** Extracted records follows **

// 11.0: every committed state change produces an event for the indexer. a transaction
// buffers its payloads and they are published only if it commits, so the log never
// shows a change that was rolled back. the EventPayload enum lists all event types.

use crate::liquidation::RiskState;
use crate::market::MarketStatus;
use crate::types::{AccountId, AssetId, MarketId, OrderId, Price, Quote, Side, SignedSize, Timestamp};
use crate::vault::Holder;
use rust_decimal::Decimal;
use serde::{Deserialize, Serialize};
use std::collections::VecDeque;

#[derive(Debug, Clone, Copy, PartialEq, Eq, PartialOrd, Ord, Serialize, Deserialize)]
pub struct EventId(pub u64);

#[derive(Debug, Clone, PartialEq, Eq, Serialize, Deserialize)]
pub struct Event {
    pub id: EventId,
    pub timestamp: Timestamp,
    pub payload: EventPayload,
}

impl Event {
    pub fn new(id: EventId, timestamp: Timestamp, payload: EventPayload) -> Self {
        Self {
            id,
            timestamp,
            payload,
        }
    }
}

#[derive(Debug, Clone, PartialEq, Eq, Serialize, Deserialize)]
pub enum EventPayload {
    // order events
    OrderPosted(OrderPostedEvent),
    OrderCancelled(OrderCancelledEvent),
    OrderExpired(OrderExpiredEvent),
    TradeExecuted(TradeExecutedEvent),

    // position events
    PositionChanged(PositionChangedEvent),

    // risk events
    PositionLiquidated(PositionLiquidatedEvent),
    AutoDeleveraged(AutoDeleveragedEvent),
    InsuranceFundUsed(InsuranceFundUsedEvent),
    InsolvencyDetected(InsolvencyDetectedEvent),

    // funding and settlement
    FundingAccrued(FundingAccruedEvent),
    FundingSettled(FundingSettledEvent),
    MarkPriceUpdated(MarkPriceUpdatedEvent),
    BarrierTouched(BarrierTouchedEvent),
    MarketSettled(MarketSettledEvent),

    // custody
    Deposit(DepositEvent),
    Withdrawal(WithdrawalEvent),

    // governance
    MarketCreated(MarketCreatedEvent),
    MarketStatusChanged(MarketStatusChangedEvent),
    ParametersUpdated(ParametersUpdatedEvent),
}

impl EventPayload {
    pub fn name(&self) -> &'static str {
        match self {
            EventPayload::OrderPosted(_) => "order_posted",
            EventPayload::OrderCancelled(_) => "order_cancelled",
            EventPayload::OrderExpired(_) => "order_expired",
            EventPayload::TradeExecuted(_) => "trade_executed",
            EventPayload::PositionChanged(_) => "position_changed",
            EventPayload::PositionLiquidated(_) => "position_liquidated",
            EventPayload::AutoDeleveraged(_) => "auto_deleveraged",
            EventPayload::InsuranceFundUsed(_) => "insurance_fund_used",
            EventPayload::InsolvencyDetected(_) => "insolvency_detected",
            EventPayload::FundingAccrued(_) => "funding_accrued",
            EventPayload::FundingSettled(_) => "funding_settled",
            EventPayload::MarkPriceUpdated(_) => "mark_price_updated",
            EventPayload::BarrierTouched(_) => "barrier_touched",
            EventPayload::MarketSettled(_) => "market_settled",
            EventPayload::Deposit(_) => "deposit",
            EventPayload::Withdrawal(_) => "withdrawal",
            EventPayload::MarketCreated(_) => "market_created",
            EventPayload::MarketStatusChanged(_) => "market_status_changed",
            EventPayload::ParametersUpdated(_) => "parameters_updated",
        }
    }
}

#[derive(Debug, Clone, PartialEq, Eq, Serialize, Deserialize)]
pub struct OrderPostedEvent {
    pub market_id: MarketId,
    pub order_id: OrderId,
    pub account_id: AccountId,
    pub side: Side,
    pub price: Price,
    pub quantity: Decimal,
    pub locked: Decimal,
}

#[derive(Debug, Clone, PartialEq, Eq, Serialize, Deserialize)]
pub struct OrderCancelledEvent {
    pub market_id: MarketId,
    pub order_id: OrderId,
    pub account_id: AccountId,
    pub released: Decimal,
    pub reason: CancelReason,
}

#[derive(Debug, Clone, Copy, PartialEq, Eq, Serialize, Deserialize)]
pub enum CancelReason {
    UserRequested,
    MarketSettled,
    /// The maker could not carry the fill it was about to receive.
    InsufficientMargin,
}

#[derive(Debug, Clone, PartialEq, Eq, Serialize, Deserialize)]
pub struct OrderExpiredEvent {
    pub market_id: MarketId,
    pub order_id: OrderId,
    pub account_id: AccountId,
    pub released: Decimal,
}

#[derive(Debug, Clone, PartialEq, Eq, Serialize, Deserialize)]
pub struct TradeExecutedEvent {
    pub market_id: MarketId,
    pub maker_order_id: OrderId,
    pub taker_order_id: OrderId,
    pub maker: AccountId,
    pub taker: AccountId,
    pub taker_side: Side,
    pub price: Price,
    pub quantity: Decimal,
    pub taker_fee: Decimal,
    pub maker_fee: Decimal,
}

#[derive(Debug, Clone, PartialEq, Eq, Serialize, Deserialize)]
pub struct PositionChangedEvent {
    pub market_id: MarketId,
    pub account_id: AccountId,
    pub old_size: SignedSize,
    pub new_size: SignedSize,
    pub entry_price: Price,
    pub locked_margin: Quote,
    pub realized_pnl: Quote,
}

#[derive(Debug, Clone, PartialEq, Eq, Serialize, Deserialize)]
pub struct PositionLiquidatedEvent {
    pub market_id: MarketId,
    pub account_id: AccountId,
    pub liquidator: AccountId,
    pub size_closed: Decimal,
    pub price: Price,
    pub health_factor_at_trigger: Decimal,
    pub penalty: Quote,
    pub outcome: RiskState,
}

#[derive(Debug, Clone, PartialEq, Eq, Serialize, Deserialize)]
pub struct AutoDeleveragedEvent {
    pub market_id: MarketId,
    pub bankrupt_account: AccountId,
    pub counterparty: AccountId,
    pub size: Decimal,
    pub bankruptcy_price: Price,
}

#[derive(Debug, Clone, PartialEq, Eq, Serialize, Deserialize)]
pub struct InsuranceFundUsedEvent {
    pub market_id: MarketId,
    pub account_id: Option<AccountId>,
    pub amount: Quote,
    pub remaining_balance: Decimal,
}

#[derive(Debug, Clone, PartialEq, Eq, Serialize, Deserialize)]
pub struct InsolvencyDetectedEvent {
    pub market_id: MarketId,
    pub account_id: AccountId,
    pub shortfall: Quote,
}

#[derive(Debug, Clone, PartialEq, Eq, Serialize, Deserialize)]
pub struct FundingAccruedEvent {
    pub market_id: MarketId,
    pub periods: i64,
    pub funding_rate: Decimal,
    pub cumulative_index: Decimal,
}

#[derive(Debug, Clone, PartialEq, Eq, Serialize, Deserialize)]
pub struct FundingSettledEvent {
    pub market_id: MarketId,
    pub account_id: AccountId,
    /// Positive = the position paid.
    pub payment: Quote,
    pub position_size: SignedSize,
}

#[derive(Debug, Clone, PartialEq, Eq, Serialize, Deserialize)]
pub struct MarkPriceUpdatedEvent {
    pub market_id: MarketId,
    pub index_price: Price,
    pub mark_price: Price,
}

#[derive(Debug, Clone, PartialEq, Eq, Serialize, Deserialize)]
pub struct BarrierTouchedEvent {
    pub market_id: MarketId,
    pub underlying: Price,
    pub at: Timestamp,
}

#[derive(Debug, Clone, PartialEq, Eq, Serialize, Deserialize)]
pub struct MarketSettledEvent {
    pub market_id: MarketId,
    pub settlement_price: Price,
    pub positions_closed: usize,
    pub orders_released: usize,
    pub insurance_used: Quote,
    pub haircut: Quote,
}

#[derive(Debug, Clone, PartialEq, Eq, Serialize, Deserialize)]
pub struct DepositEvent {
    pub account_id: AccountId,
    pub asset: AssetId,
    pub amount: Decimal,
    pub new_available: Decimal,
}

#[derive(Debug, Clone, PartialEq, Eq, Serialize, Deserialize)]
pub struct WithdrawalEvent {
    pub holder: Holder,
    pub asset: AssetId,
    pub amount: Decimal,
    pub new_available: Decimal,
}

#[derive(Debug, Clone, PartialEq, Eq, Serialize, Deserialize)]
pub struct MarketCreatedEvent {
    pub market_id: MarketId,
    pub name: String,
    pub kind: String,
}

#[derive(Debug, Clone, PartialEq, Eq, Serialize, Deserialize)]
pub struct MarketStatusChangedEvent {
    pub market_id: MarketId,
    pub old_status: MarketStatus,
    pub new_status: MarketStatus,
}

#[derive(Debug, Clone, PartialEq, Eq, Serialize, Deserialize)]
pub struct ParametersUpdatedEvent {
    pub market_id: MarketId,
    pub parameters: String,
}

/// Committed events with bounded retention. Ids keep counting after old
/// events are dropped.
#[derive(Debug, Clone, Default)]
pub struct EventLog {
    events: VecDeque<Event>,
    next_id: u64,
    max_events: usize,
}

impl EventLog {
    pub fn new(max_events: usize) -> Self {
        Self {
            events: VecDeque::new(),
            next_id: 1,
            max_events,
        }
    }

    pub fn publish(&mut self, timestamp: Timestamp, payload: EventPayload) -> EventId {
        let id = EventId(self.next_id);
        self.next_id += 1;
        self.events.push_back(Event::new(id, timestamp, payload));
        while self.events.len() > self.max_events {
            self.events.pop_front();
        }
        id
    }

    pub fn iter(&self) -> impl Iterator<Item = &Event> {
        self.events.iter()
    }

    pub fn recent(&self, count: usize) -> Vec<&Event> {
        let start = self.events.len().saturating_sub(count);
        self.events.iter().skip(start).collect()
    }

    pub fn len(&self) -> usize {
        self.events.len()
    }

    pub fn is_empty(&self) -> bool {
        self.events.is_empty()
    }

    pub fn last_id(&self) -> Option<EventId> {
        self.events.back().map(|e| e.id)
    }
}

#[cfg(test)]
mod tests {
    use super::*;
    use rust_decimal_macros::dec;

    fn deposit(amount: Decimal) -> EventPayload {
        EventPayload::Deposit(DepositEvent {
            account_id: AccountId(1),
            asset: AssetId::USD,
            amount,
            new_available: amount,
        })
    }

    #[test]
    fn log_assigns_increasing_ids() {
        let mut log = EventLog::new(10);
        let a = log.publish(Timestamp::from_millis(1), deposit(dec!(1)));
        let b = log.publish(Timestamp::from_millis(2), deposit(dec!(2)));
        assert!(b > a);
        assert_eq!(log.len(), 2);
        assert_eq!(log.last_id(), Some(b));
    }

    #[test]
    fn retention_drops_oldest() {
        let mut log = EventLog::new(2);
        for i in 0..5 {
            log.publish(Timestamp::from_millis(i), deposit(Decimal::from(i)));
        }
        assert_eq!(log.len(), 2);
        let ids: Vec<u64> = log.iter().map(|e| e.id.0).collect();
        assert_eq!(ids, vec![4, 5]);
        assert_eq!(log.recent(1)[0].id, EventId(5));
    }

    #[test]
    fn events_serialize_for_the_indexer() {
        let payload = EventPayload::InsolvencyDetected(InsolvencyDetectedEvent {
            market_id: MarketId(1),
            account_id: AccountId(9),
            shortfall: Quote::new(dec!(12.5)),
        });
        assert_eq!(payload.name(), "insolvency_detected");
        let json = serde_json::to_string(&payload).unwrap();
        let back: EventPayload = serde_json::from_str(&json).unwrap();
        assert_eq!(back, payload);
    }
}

** End of Extracted records **
** Extracted records follows **

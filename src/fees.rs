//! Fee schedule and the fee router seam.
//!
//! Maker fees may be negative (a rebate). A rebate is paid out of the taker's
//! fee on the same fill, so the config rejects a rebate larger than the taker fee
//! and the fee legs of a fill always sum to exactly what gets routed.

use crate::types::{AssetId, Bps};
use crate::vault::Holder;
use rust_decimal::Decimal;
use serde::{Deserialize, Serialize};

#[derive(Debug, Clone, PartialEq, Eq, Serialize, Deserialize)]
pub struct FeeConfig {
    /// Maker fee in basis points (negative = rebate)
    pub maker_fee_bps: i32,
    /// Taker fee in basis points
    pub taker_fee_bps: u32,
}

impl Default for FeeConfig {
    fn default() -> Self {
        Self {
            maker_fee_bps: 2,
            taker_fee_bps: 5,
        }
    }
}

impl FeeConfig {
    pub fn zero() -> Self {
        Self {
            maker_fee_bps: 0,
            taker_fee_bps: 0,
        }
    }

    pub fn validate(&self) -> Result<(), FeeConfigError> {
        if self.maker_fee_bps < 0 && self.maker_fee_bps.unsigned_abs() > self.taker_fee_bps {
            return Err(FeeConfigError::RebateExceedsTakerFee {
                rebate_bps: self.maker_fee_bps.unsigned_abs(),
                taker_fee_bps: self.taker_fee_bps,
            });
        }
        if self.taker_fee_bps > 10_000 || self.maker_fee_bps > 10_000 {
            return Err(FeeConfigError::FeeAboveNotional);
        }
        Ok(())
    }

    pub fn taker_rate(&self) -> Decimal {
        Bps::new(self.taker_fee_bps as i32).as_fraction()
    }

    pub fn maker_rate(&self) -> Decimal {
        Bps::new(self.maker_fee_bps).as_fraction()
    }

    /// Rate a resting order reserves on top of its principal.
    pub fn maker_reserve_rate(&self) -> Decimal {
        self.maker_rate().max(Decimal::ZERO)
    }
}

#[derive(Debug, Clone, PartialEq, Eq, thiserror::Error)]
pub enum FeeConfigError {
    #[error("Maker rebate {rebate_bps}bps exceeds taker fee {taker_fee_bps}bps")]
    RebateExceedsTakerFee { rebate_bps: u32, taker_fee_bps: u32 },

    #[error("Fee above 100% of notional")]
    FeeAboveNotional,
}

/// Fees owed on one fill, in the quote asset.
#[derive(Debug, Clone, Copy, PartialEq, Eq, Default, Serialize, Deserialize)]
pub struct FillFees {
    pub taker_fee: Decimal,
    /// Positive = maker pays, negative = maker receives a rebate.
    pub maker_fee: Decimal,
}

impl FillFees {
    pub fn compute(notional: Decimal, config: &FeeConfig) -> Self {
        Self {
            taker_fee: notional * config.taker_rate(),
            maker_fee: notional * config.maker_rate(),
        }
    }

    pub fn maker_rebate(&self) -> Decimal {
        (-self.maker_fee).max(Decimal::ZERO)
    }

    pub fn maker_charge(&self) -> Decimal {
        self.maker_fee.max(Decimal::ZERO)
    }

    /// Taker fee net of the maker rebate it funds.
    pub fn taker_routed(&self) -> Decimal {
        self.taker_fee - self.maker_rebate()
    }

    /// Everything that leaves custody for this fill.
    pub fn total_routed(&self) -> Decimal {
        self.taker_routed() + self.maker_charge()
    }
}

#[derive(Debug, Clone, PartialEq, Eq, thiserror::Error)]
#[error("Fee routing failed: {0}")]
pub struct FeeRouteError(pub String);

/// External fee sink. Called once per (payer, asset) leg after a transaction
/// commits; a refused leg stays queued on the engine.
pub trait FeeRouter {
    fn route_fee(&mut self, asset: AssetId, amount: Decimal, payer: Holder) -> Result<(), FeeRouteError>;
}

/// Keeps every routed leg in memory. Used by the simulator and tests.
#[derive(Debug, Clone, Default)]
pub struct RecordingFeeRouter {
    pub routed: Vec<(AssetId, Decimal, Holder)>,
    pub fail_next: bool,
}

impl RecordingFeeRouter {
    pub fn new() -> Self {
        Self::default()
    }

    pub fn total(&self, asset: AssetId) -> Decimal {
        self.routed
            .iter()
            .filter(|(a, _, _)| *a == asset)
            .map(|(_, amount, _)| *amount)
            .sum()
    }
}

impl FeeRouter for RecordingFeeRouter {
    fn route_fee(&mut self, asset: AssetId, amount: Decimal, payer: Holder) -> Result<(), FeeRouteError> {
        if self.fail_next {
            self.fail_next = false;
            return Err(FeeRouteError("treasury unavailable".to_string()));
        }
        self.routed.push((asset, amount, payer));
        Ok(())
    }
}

** End of Extracted records **

• Exercise instructions: Look above for every line with the word "Positive" and copy it.

• Written response:
    /// Positive = the position paid.
    /// Positive = maker pays, negative = maker receives a rebate.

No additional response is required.